American ballet dancer

Ashley Ellis (born ) is an American ballet dancer. She joined the American Ballet Theatre in 2002. She danced at Corella Ballet from 2007 to 2010 and then Sarasota Ballet for a year. In 2011, she joined the Boston Ballet, and was promoted to principal dancer in 2013. Ellis retired from performing in 2021.

==Early life and training==
Ellis is from Torrance, California. She trained at South Bay Ballet in her hometown. She participated in the summer intensive program at the American Ballet Theatre (ABT) between 1999 and 2001.

==Career==
In 2001, Ellis was invited to join the ABT Studio Company. The following year, she moved to the main company. Throughout her time at ABT, she was a member of the corps de ballet. In 2007, Ellis learned that ABT principal dancer Ángel Corella was going to start a company in Spain, and approached him about joining his company. She spent six months at his touring troupe before the Corella Ballet officially started. She held the position of soloist, and she danced as Odette/Odile in Swan Lake.
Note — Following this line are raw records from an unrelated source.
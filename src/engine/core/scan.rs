use crate::error::{Error, Result};
use std::io;
use std::path::{Path, PathBuf};
use tracing::{debug, warn};
use walkdir::WalkDir;

/// Visit the direct children of `root` that are not directories.
///
/// Sub-directories are reported once and pruned, so output directories created by
/// earlier runs are never walked into. An error returned by `on_file` stops the walk.
pub fn scan_streaming<F>(root: &Path, mut on_file: F) -> Result<()>
where
    F: FnMut(PathBuf) -> Result<()>,
{
    let mut entries = WalkDir::new(root)
        .follow_links(false)
        .sort_by_file_name()
        .into_iter();

    while let Some(entry) = entries.next() {
        let entry = match entry {
            Ok(entry) => entry,
            Err(e) if e.depth() == 0 => {
                let source = e
                    .into_io_error()
                    .unwrap_or_else(|| io::Error::other("walk failed at root"));
                return Err(Error::RootPathUnreadable {
                    path: root.to_path_buf(),
                    source,
                });
            }
            Err(e) => {
                warn!(error = %e, "skipping unreadable entry");
                continue;
            }
        };

        if entry.depth() == 0 {
            continue;
        }

        debug!(path = %entry.path().display(), "considering");
        if entry.file_type().is_dir() {
            debug!(path = %entry.path().display(), "ignoring sub-directory");
            entries.skip_current_dir();
            continue;
        }

        on_file(entry.into_path())?;
    }

    Ok(())
}

/// Collect candidate files under `root`
pub fn scan(root: &Path) -> Result<Vec<PathBuf>> {
    let mut files = Vec::new();
    scan_streaming(root, |path| {
        files.push(path);
        Ok(())
    })?;
    Ok(files)
}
In 2010, Ellis returned to the United States, and danced at the Sarasota Ballet as a soloist for a year.

In 2011, Ellis joined the Boston Ballet as a second soloist. In 2013, she was promoted to principal dancer. Among the ballets she danced in Boston were Swan Lake, The Sleeping Beauty, The Nutcracker and Le Corsaire, Balanchine's Serenade, Jewels, Episodes, and Coppélia, Robbins' The Concert and Fancy Free, Ashton's Cinderella, Cranko's Onegin, Landar's Études, Wheeldon's Polyphonia and McGregor's Chroma.
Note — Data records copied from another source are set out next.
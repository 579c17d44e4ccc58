use super::types::SkipReason;
use crate::error::{Error, Result};
use serde::{Deserialize, Serialize};
use std::ffi::OsStr;
use std::fs;
use std::io::{self, ErrorKind};
use std::path::{Path, PathBuf};
use tracing::{debug, info};

/// Literal used both as filename suffix and as output directory name
pub const ROTATION_MARKER: &str = "rotated";

/// Where rotated output is written relative to its source
#[derive(Debug, Clone, Copy, Default, PartialEq, Eq, Serialize, Deserialize, clap::ValueEnum)]
#[serde(rename_all = "lowercase")]
pub enum Placement {
    /// Beside the source: `<stem>-rotated.<ext>`
    #[default]
    Here,
    /// In a sibling directory: `<parent>/rotated/<name>`
    #[serde(rename = "dir")]
    #[value(name = "dir")]
    InDirectory,
}

/// Destination for one input, and whether it should be left alone
#[derive(Debug, Clone, PartialEq, Eq)]
pub struct Derived {
    pub output: PathBuf,
    pub skip: Option<SkipReason>,
}

impl Placement {
    /// Compute the output path without touching the filesystem
    pub fn output_path(&self, input: &Path) -> PathBuf {
        match self {
            Placement::Here => here_output_path(input),
            Placement::InDirectory => {
                let name = input.file_name().unwrap_or(input.as_os_str());
                marker_dir(input).join(name)
            }
        }
    }

    /// Decide where `input` goes and whether it was already handled.
    ///
    /// Nothing is created here; see [`Placement::prepare`]. A stat error other than
    /// "not found" on the candidate output is fatal.
    pub fn derive(&self, input: &Path) -> Result<Derived> {
        let output = self.output_path(input);

        match self {
            Placement::Here => {
                if output == input {
                    info!(path = %input.display(), "file is a rotation result, skipping");
                    return Ok(Derived {
                        output,
                        skip: Some(SkipReason::RotationResult),
                    });
                }
            }
            Placement::InDirectory => {
                let dir = marker_dir(input);
                if fs::metadata(&dir).is_ok_and(|meta| !meta.is_dir()) {
                    return Err(Error::DirectoryCreateFailure {
                        path: dir,
                        source: io::Error::new(ErrorKind::AlreadyExists, "not a directory"),
                    });
                }
            }
        }

        match fs::metadata(&output) {
            Ok(_) => {
                info!(
                    path = %input.display(),
                    output = %output.display(),
                    "file is already rotated, skipping"
                );
                Ok(Derived {
                    output,
                    skip: Some(SkipReason::AlreadyConverted),
                })
            }
            Err(e) if e.kind() == ErrorKind::NotFound => Ok(Derived { output, skip: None }),
            Err(source) => Err(Error::StatFailure {
                path: output,
                source,
            }),
        }
    }

    /// Make the output location for `input` writable. Called right before encoding,
    /// so runs over non-media files leave no empty marker directory behind.
    pub fn prepare(&self, input: &Path) -> Result<()> {
        match self {
            Placement::Here => Ok(()),
            Placement::InDirectory => ensure_dir(&marker_dir(input)),
        }
    }
}

fn marker_dir(input: &Path) -> PathBuf {
    input
        .parent()
        .unwrap_or_else(|| Path::new("."))
        .join(ROTATION_MARKER)
}

#[cfg(unix)]
fn strip_marker<'a>(stem: &'a OsStr, suffix: &str) -> &'a OsStr {
    use std::os::unix::ffi::OsStrExt;

    let bytes = stem.as_bytes();
    OsStr::from_bytes(bytes.strip_suffix(suffix.as_bytes()).unwrap_or(bytes))
}

#[cfg(not(unix))]
fn strip_marker<'a>(stem: &'a OsStr, suffix: &str) -> &'a OsStr {
    stem.to_str()
        .and_then(|s| s.strip_suffix(suffix))
        .map(OsStr::new)
        .unwrap_or(stem)
}

// `clip.mp4` and `clip-rotated.mp4` both map to `clip-rotated.mp4`
fn here_output_path(input: &Path) -> PathBuf {
    let suffix = format!("-{}", ROTATION_MARKER);
    let stem = input.file_stem().unwrap_or_default();

    let mut name = strip_marker(stem, &suffix).to_os_string();
    name.push(&suffix);
    if let Some(ext) = input.extension() {
        name.push(".");
        name.push(ext);
    }

    input.with_file_name(name)
}

fn ensure_dir(dir: &Path) -> Result<()> {
    match fs::create_dir(dir) {
        Ok(()) => {
            debug!(dir = %dir.display(), "created output directory");
            Ok(())
        }
        Err(e) if e.kind() == ErrorKind::AlreadyExists && dir.is_dir() => Ok(()),
        Err(source) => Err(Error::DirectoryCreateFailure {
            path: dir.to_path_buf(),
            source,
        }),
    }
}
Outside of the Boston Ballet, in 2014, Ellis started her dancewear brand RubiaWear, which focuses on warm-up attires and accessories. She conceived the idea after her colleagues noticed her handmade leg warmers and asked her to make some for them. In 2020, when performances were canceled due to the COVID-19 pandemic, Ellis was among the 32 ballerinas that participated in Misty Copeland's "Swans for Relief" fundraiser. All of the ballerinas filmed themselves dancing Fokine's The Dying Swan to raise funds for the participating dancers' companies and the arts.

In 2021, Ellis retired from dancing. She did not have a farewell performance due to the pandemic, and she was on maternity leave after giving birth to her second child. She then became the associate director of the Dallas Conservatory's newly founded professional division, with her husband George Birkadze as the director. Ellis said the position came about when the couple were looking for opportunities in Dallas, where her parents reside. The couple contacted the conservatory, and Birkadze pitched the idea of a program that prepares older students for professional careers.

==Personal life==
Ellis is married to dance teacher and choreographer George Birkadze. The couple met while dancing at Corella Ballet. They have two children.